(Items from a data source)

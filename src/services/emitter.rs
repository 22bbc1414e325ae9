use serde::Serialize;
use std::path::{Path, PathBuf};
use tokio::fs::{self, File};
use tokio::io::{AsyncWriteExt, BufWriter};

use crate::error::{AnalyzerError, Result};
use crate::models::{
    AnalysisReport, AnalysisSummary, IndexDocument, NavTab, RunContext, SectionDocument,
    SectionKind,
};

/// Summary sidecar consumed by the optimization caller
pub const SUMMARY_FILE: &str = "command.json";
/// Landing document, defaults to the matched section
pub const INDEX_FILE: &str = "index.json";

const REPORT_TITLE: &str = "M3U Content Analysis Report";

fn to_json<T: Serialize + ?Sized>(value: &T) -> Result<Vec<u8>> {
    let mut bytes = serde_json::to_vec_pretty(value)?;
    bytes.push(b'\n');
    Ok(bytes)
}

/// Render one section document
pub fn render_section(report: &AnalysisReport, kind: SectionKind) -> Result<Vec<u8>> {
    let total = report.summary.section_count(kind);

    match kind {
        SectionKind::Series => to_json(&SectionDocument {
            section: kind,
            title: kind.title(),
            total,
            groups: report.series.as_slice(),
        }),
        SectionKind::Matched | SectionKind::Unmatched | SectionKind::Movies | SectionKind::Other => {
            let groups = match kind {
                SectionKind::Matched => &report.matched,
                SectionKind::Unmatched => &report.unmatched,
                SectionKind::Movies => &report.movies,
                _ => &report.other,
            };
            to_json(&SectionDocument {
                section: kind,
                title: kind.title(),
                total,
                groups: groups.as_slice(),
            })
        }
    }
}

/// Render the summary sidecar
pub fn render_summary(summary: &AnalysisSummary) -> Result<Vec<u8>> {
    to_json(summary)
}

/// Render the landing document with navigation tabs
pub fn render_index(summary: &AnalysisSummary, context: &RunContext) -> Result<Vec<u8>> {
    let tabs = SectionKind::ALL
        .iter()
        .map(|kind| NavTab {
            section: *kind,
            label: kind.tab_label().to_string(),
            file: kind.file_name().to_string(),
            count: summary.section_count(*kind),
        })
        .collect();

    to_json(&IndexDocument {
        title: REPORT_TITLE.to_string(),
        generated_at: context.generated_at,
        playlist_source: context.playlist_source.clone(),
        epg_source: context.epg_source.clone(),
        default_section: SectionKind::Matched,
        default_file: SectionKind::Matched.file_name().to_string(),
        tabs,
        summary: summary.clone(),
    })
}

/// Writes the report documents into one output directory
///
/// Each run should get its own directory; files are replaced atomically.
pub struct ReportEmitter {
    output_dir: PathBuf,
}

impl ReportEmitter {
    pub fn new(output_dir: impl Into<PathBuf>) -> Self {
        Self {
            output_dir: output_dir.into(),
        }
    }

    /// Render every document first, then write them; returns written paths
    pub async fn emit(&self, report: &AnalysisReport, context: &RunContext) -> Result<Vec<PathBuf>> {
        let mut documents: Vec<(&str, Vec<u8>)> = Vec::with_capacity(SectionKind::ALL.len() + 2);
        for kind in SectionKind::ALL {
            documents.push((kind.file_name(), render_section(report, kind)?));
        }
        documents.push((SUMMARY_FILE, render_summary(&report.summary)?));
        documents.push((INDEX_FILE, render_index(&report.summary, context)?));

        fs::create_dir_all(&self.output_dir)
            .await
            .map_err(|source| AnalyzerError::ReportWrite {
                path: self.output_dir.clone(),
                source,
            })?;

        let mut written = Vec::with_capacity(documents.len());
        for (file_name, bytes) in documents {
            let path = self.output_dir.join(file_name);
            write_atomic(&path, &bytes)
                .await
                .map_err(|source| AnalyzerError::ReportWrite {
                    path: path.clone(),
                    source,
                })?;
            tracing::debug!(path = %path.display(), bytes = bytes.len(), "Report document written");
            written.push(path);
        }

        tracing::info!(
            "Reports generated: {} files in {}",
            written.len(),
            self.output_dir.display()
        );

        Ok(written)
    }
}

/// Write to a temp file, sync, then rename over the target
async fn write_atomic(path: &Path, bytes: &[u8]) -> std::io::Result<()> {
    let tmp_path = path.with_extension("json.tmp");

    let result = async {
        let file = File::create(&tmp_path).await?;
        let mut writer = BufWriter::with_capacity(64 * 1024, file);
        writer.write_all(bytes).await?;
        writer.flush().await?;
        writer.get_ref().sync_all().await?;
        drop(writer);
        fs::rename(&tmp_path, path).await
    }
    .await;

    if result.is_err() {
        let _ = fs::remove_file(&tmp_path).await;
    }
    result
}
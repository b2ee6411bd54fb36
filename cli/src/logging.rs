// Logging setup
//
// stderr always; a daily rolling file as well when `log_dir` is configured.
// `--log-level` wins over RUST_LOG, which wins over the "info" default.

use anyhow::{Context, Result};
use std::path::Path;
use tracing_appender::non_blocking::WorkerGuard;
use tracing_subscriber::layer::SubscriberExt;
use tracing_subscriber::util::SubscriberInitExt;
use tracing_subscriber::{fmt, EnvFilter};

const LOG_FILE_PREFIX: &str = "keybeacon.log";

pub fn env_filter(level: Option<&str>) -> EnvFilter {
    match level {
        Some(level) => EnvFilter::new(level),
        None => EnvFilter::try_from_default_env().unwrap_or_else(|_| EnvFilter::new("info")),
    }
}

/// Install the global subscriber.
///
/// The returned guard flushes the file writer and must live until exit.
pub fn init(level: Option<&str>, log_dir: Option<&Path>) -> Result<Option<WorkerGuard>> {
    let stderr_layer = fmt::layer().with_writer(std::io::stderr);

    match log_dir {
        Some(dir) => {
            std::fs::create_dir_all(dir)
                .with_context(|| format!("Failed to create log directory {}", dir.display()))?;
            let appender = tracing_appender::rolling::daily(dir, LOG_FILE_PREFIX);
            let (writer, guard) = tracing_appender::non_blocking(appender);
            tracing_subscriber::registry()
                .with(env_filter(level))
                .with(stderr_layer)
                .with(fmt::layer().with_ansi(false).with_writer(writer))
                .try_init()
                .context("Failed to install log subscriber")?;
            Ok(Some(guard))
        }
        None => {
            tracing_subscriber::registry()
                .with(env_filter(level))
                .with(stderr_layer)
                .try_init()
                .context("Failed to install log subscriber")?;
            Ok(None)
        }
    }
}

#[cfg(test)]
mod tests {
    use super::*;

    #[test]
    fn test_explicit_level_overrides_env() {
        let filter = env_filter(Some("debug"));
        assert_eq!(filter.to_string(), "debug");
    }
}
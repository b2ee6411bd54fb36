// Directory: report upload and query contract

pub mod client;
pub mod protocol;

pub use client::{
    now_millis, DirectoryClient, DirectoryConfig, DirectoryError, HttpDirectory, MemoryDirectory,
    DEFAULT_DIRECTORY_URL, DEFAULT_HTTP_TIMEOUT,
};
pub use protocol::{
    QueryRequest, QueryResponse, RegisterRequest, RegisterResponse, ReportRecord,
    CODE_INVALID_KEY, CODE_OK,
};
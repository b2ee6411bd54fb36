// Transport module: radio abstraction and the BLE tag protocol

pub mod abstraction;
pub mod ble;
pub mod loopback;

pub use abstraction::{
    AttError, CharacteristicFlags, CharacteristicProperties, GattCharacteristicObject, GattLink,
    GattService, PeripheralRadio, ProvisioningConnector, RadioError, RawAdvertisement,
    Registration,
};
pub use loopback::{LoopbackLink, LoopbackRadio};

■ **What the exercise asks**:
Say how many lines of the data include the word "total". Nothing other than the number should be given.

■ **Solution for this task**:
3